I always surprise myself when I travel to a new country, specifically because I am forced to do things I didn’t even really think I was capable of (i.e. asking if the next train to Venice was downstairs at station 10, departing at 9:20—in pretty much all Italian with occasional hand signals—Right? I was impressed at myself too! Ha) Maneuvering my way through a train station in Italy seemed simple enough...until I remembered that I’m not fluent in Italian, therefore, boarding the correct train at the correct time was a tad more challenging than I originally thought. The few weeks I spent studying Italian a couple months back came in more handy than I could’ve ever imagined. The brain is a fascinating thing—it’s kicked into survival-memory mode, and I have been able to order myself breakfast, ask for the time, and ask for directions with the minimal vocabulary words that are floating in my brain somewhere. Each time I walk away whispering “nice, Kat…”
I’ve never realized the extent of our “auto-pilot-ness” back at home. You don’t have to do much thinking or figuring things out when you’re in a familiar environment, heck, even amidst people who speak the same language. It’s as simple as reading and following directions and asking a question without thinking much about the words you should use. I’m wracking my brain at every turn here—reading every word as carefully as if it were a jigsaw puzzle I needed to figure out.
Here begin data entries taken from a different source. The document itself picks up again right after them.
// パス: src/interpreter/builtins/date.rs
// 役割: Date コンストラクタと Date.prototype
// 意図: 時刻値はエポックからのミリ秒（f64）で持ち、暦計算と書式は chrono に任せる。地方時は UTC とみなす
// 関連ファイル: runtime_heap/src/object.rs

use chrono::{DateTime, Datelike, NaiveDate, NaiveDateTime, Timelike, Utc};
use runtime_heap::{Attributes, ObjectId, ObjectKind, Property, PropertyKey, Value};

use super::install_constructor;
use crate::interpreter::{arg, Interpreter, JsResult};

const MS_PER_DAY: f64 = 86_400_000.0;
const MAX_TIME: f64 = 8.64e15;

/// TimeClip。範囲外は NaN。
fn time_clip(t: f64) -> f64 {
    if !t.is_finite() || t.abs() > MAX_TIME {
        f64::NAN
    } else {
        t.trunc() + 0.0
    }
}

fn now_ms() -> f64 {
    Utc::now().timestamp_millis() as f64
}

fn to_datetime(t: f64) -> Option<DateTime<Utc>> {
    if t.is_nan() {
        return None;
    }
    DateTime::from_timestamp_millis(t as i64)
}

/// 年・月（0 始まり、はみ出し可）・日から、エポックからの日数を求める。
fn make_day(year: f64, month: f64, date: f64) -> f64 {
    if !(year.is_finite() && month.is_finite() && date.is_finite()) {
        return f64::NAN;
    }
    let y = year.trunc() + (month.trunc() / 12.0).floor();
    let m = month.trunc().rem_euclid(12.0);
    if y.abs() > 400_000.0 {
        return f64::NAN;
    }
    let Some(first) = NaiveDate::from_ymd_opt(y as i32, m as u32 + 1, 1) else {
        return f64::NAN;
    };
    let Some(midnight) = first.and_hms_opt(0, 0, 0) else {
        return f64::NAN;
    };
    (midnight.and_utc().timestamp() / 86_400) as f64 + date.trunc() - 1.0
}

fn make_time(h: f64, m: f64, s: f64, ms: f64) -> f64 {
    if !(h.is_finite() && m.is_finite() && s.is_finite() && ms.is_finite()) {
        return f64::NAN;
    }
    h.trunc() * 3_600_000.0 + m.trunc() * 60_000.0 + s.trunc() * 1000.0 + ms.trunc()
}

fn make_date(day: f64, time: f64) -> f64 {
    day * MS_PER_DAY + time
}

/// 時刻値を分解した各フィールド。
#[derive(Clone, Copy)]
struct Fields {
    year: f64,
    month: f64,
    date: f64,
    hours: f64,
    minutes: f64,
    seconds: f64,
    ms: f64,
}

impl Fields {
    fn of(t: f64) -> Option<Fields> {
        let dt = to_datetime(t)?;
        Some(Fields {
            year: dt.year() as f64,
            month: dt.month0() as f64,
            date: dt.day() as f64,
            hours: dt.hour() as f64,
            minutes: dt.minute() as f64,
            seconds: dt.second() as f64,
            ms: (t as i64).rem_euclid(1000) as f64,
        })
    }

    fn time_value(&self) -> f64 {
        time_clip(make_date(
            make_day(self.year, self.month, self.date),
            make_time(self.hours, self.minutes, self.seconds, self.ms),
        ))
    }
}

/// ISO 8601 形式と、toString / toUTCString が出す形式を読む。
fn parse_date(text: &str) -> f64 {
    let s = text.trim();
    if let Ok(dt) = DateTime::parse_from_rfc3339(s) {
        return dt.timestamp_millis() as f64;
    }
    for fmt in ["%Y-%m-%dT%H:%M:%S%.f", "%Y-%m-%dT%H:%M", "%Y-%m-%d %H:%M:%S"] {
        if let Ok(dt) = NaiveDateTime::parse_from_str(s, fmt) {
            return dt.and_utc().timestamp_millis() as f64;
        }
    }
    if let Ok(d) = NaiveDate::parse_from_str(s, "%Y-%m-%d") {
        return d.and_hms_opt(0, 0, 0).map(|dt| dt.and_utc().timestamp_millis() as f64).unwrap_or(f64::NAN);
    }
    if let Some((year, month)) = s.split_once('-') {
        if let (Ok(y), Ok(m)) = (year.parse::<i32>(), month.parse::<u32>()) {
            if year.len() == 4 && month.len() == 2 && (1..=12).contains(&m) {
                return make_date(make_day(y as f64, (m - 1) as f64, 1.0), 0.0);
            }
        }
    }
    if s.len() == 4 {
        if let Ok(y) = s.parse::<i32>() {
            return make_date(make_day(y as f64, 0.0, 1.0), 0.0);
        }
    }
    if let Ok(dt) = DateTime::parse_from_rfc2822(s) {
        return dt.timestamp_millis() as f64;
    }
    // "Tue Mar 05 2024 10:00:00 GMT+0000 (...)"
    let head = s.split(" (").next().unwrap_or(s);
    if let Ok(dt) = DateTime::parse_from_str(head, "%a %b %d %Y %H:%M:%S GMT%z") {
        return dt.timestamp_millis() as f64;
    }
    f64::NAN
}

fn iso_string(t: f64) -> Option<String> {
    let f = Fields::of(t)?;
    let year = if (0.0..=9999.0).contains(&f.year) {
        format!("{:04}", f.year)
    } else if f.year < 0.0 {
        format!("-{:06}", -f.year)
    } else {
        format!("+{:06}", f.year)
    };
    Some(format!(
        "{}-{:02}-{:02}T{:02}:{:02}:{:02}.{:03}Z",
        year,
        f.month + 1.0,
        f.date,
        f.hours,
        f.minutes,
        f.seconds,
        f.ms
    ))
}

fn formatted(t: f64, pattern: &str) -> String {
    match to_datetime(t) {
        Some(dt) => dt.format(pattern).to_string(),
        None => "Invalid Date".to_string(),
    }
}

fn date_string(t: f64) -> String {
    formatted(t, "%a %b %d %Y")
}

fn time_string(t: f64) -> String {
    if t.is_nan() {
        return "Invalid Date".to_string();
    }
    format!("{} GMT+0000 (Coordinated Universal Time)", formatted(t, "%H:%M:%S"))
}

/// `Date.prototype.toString` の書式。REPL の表示器も使う。
pub(crate) fn full_string(t: f64) -> String {
    if t.is_nan() {
        return "Invalid Date".to_string();
    }
    format!("{} {}", date_string(t), time_string(t))
}

fn this_time(interp: &mut Interpreter, this: &Value) -> JsResult<(ObjectId, f64)> {
    if let Value::Object(id) = this {
        if let ObjectKind::Date(t) = interp.heap.kind(*id) {
            return Ok((*id, *t));
        }
    }
    Err(interp.type_error("this is not a Date object."))
}

fn store_time(interp: &mut Interpreter, id: ObjectId, t: f64) -> Value {
    if let ObjectKind::Date(slot) = &mut interp.heap.object_mut(id).kind {
        *slot = t;
    }
    Value::Number(t)
}

fn numbers(interp: &mut Interpreter, args: &[Value]) -> JsResult<Vec<f64>> {
    let mut out = Vec::with_capacity(args.len());
    for a in args {
        out.push(interp.to_number(a)?);
    }
    Ok(out)
}

/// `Date.UTC` と複数引数の `new Date` が共有するフィールド合成。
fn from_components(values: &[f64]) -> f64 {
    let get = |i: usize, default: f64| values.get(i).copied().unwrap_or(default);
    let mut year = get(0, f64::NAN);
    if year.is_finite() {
        let y = year.trunc();
        if (0.0..=99.0).contains(&y) {
            year = 1900.0 + y;
        }
    }
    time_clip(make_date(
        make_day(year, get(1, 0.0), get(2, 1.0)),
        make_time(get(3, 0.0), get(4, 0.0), get(5, 0.0), get(6, 0.0)),
    ))
}

type Getter = fn(&Fields) -> f64;
type Setter = fn(&mut Fields, &[f64]);

fn install_getters(interp: &mut Interpreter, proto: ObjectId) {
    let getters: [(&str, Getter); 8] = [
        ("FullYear", |f| f.year),
        ("Month", |f| f.month),
        ("Date", |f| f.date),
        ("Hours", |f| f.hours),
        ("Minutes", |f| f.minutes),
        ("Seconds", |f| f.seconds),
        ("Milliseconds", |f| f.ms),
        ("Day", |f| (make_day(f.year, f.month, f.date) + 4.0).rem_euclid(7.0)),
    ];
    for (field, getter) in getters {
        for prefix in ["get", "getUTC"] {
            interp.define_method(proto, &format!("{}{}", prefix, field), 0, move |interp, this, _| {
                let (_, t) = this_time(interp, &this)?;
                Ok(Value::Number(Fields::of(t).map(|f| getter(&f)).unwrap_or(f64::NAN)))
            });
        }
    }

    let setters: [(&str, u32, Setter); 7] = [
        ("FullYear", 3, |f, v| {
            f.year = v[0];
            if let Some(m) = v.get(1) {
                f.month = *m;
            }
            if let Some(d) = v.get(2) {
                f.date = *d;
            }
        }),
        ("Month", 2, |f, v| {
            f.month = v[0];
            if let Some(d) = v.get(1) {
                f.date = *d;
            }
        }),
        ("Date", 1, |f, v| f.date = v[0]),
        ("Hours", 4, |f, v| {
            f.hours = v[0];
            if let Some(m) = v.get(1) {
                f.minutes = *m;
            }
            if let Some(s) = v.get(2) {
                f.seconds = *s;
            }
            if let Some(ms) = v.get(3) {
                f.ms = *ms;
            }
        }),
        ("Minutes", 3, |f, v| {
            f.minutes = v[0];
            if let Some(s) = v.get(1) {
                f.seconds = *s;
            }
            if let Some(ms) = v.get(2) {
                f.ms = *ms;
            }
        }),
        ("Seconds", 2, |f, v| {
            f.seconds = v[0];
            if let Some(ms) = v.get(1) {
                f.ms = *ms;
            }
        }),
        ("Milliseconds", 1, |f, v| f.ms = v[0]),
    ];
    for (field, length, setter) in setters {
        for prefix in ["set", "setUTC"] {
            let is_year = field == "FullYear";
            interp.define_method(proto, &format!("{}{}", prefix, field), length, move |interp, this, args| {
                let (id, t) = this_time(interp, &this)?;
                let mut values = numbers(interp, &args[..args.len().min(length as usize)])?;
                if values.is_empty() {
                    values.push(f64::NAN);
                }
                // 不正な日付でも setFullYear だけは +0 から組み立て直せる
                let base = match Fields::of(t) {
                    Some(f) => f,
                    None if is_year => Fields::of(0.0).unwrap_or(Fields {
                        year: 1970.0,
                        month: 0.0,
                        date: 1.0,
                        hours: 0.0,
                        minutes: 0.0,
                        seconds: 0.0,
                        ms: 0.0,
                    }),
                    None => return Ok(Value::Number(f64::NAN)),
                };
                let mut fields = base;
                setter(&mut fields, &values);
                Ok(store_time(interp, id, fields.time_value()))
            });
        }
    }
}

pub(super) fn install(interp: &mut Interpreter) {
    let proto = interp.new_prototype("Date", ObjectKind::Ordinary);
    let ctor = install_constructor(interp, "Date", 7, proto, |interp, _, args| {
        if !interp.is_constructing() {
            return Ok(Value::string(full_string(now_ms())));
        }
        let t = match args {
            [] => now_ms(),
            [single] => {
                let from_date = match single {
                    Value::Object(id) => match interp.heap.kind(*id) {
                        ObjectKind::Date(t) => Some(*t),
                        _ => None,
                    },
                    _ => None,
                };
                match from_date {
                    Some(t) => t,
                    None => {
                        let prim = interp.to_primitive(single.clone(), crate::interpreter::ops::Hint::Default)?;
                        match prim {
                            Value::String(s) => parse_date(&s),
                            other => time_clip(interp.to_number(&other)?),
                        }
                    }
                }
            }
            many => {
                let values = numbers(interp, many)?;
                from_components(&values)
            }
        };
        let proto = interp.constructing_prototype("Date");
        Ok(Value::Object(interp.heap.alloc(ObjectKind::Date(t), Some(proto))))
    });

    interp.define_method(ctor, "now", 0, |_, _, _| Ok(Value::Number(now_ms())));
    interp.define_method(ctor, "parse", 1, |interp, _, args| {
        let s = interp.to_string(&arg(args, 0))?;
        Ok(Value::Number(parse_date(&s)))
    });
    interp.define_method(ctor, "UTC", 7, |interp, _, args| {
        let values = numbers(interp, args)?;
        Ok(Value::Number(from_components(&values)))
    });

    for name in ["getTime", "valueOf"] {
        interp.define_method(proto, name, 0, |interp, this, _| {
            let (_, t) = this_time(interp, &this)?;
            Ok(Value::Number(t))
        });
    }
    interp.define_method(proto, "setTime", 1, |interp, this, args| {
        let (id, _) = this_time(interp, &this)?;
        let t = time_clip(interp.to_number(&arg(args, 0))?);
        Ok(store_time(interp, id, t))
    });
    interp.define_method(proto, "getTimezoneOffset", 0, |interp, this, _| {
        let (_, t) = this_time(interp, &this)?;
        Ok(Value::Number(if t.is_nan() { f64::NAN } else { 0.0 }))
    });
    install_getters(interp, proto);

    interp.define_method(proto, "toISOString", 0, |interp, this, _| {
        let (_, t) = this_time(interp, &this)?;
        match iso_string(t) {
            Some(s) => Ok(Value::string(s)),
            None => Err(interp.range_error("Invalid time value")),
        }
    });
    interp.define_method(proto, "toJSON", 1, |interp, this, _| {
        let prim = interp.to_primitive(this.clone(), crate::interpreter::ops::Hint::Number)?;
        if let Value::Number(n) = prim {
            if !n.is_finite() {
                return Ok(Value::Null);
            }
        }
        interp.invoke(&this, "toISOString", &[])
    });
    let formats: [(&str, fn(f64) -> String); 7] = [
        ("toString", full_string),
        ("toDateString", date_string),
        ("toTimeString", time_string),
        ("toUTCString", |t| formatted(t, "%a, %d %b %Y %H:%M:%S GMT")),
        ("toLocaleString", |t| formatted(t, "%-m/%-d/%Y, %-I:%M:%S %p")),
        ("toLocaleDateString", |t| formatted(t, "%-m/%-d/%Y")),
        ("toLocaleTimeString", |t| formatted(t, "%-I:%M:%S %p")),
    ];
    for (name, format) in formats {
        let method = interp.define_method(proto, name, 0, move |interp, this, _| {
            let (_, t) = this_time(interp, &this)?;
            Ok(Value::string(format(t)))
        });
        if name == "toUTCString" {
            interp
                .heap
                .object_mut(proto)
                .define(PropertyKey::from("toGMTString"), Property::data(Value::Object(method), Attributes::BUILTIN));
        }
    }
}

#[cfg(test)]
mod tests {
    use super::{make_day, parse_date};
    use crate::interpreter::test_util::eval_display;

    #[test]
    /// 月のはみ出しは年へ繰り上がる。
    fn day_arithmetic() {
        assert_eq!(make_day(1970.0, 0.0, 1.0), 0.0);
        assert_eq!(make_day(1969.0, 12.0, 1.0), 0.0);
        assert_eq!(make_day(2000.0, 1.0, 29.0), 11016.0);
    }

    #[test]
    /// ISO 形式の解析と書き出し。
    fn iso_round_trip() {
        assert_eq!(parse_date("1970-01-02"), 86_400_000.0);
        assert!(parse_date("not a date").is_nan());
        assert_eq!(eval_display("new Date(Date.UTC(2024, 2, 5, 10)).toISOString()"), "2024-03-05T10:00:00.000Z");
        assert_eq!(eval_display("new Date('2024-03-05T10:00:00Z').getTime()"), "1709632800000");
    }

    #[test]
    /// 文字列化。
    fn string_forms() {
        assert_eq!(
            eval_display("String(new Date(0))"),
            "Thu Jan 01 1970 00:00:00 GMT+0000 (Coordinated Universal Time)"
        );
        assert_eq!(eval_display("new Date(0).toUTCString()"), "Thu, 01 Jan 1970 00:00:00 GMT");
        assert_eq!(eval_display("String(new Date(NaN))"), "Invalid Date");
        assert_eq!(eval_display("new Date(NaN).toISOString()"), "throw RangeError: Invalid time value");
    }

    #[test]
    /// setter は正規化した時刻値を返す。
    fn setters() {
        assert_eq!(eval_display("const d = new Date(0); d.setMonth(13); d.toISOString()"), "1971-02-01T00:00:00.000Z");
        assert_eq!(eval_display("const d = new Date(0); d.setHours(25, 30); [d.getDate(), d.getMinutes(), d.getDay()].join()"), "2,30,5");
    }

    #[test]
    /// JSON 化は toISOString を使う。
    fn to_json() {
        assert_eq!(eval_display("JSON.stringify({ d: new Date(0) })"), "{\"d\":\"1970-01-01T00:00:00.000Z\"}");
    }
}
I’m deciphering everything I hear, hoping I can translate from Italian to Spanish to English in a matter of milliseconds. I’m studying every local’s behavior, trying to emulate the way they do culture—trying to look, well, natural. It’s hard to look natural when you’re a fish out of water.
That’s exactly how I felt this morning upon my arrival to my first train station. My frantic, out-of-breath look was quite obvious. One man noticed and yelled out to me from the other side of the train track, “Bologna centrale?” Ah, I understood that—he was asking if I was headed to the main train station. “Si!” I called out as the train was approaching, on the opposite side of where I was supposed to be. As he pointed to the train across the track, I realized it was too late. “Welp,” I thought, “there goes my first missed train.” I had an hour before the next one came by so I decided to take a stroll, get a little lost. Like Ray Bradbury once said, “Half the fun of travel is the aesthetic of lostness.”
Boy, I can’t help but think how right Ray is. Feeling “lost”, or just being in an unfamiliar environment, is a good place to be. I’ve never minded feeling like a fish out of water. I think I work well this way—my mind is constantly being stimulated and all my senses are hypersensitive. This is especially true when I’m alone—when I don’t have a physical person to communicate with, I’m forced to think more spiritually—which is always best.
The more I travel, the more advices about life I pick up. As I embark on a brand new adventure, I’m reminded of a few things I’ve learned along the way:
For one, lose yourself. Let the rush of a new city and foreign language take over. Shock your senses. Notice every person, every color, every smell, every sound, every sensation. Take every stimulus captive. Don’t try to organize them in your mind—let them overwhelm you.
Once you’ve soaked it all in, and you feel like you’ve reached the stimulus/sensation tipping point, regurgitate it all back to God—in detail, like a child over-excitedly sharing his first Disney World encounter with his daddy. Tell Him what you saw, what you experienced—the sounds, the lights, the colors, the people, the emotions. Write it down or say it out loud—doesn’t matter. All that matters is that you allow the thoughts to become tangible.
Let God take you deeper as you pour yourself out. Let the recent memory of a missed train become a necessary learning experience; let a quick exchange with a stranger become an important life lesson.
Allow yourself to feel ridiculously human...in every sense of the word. And most importantly, thank Him. Oh, dear saint, don’t forget to thank Him.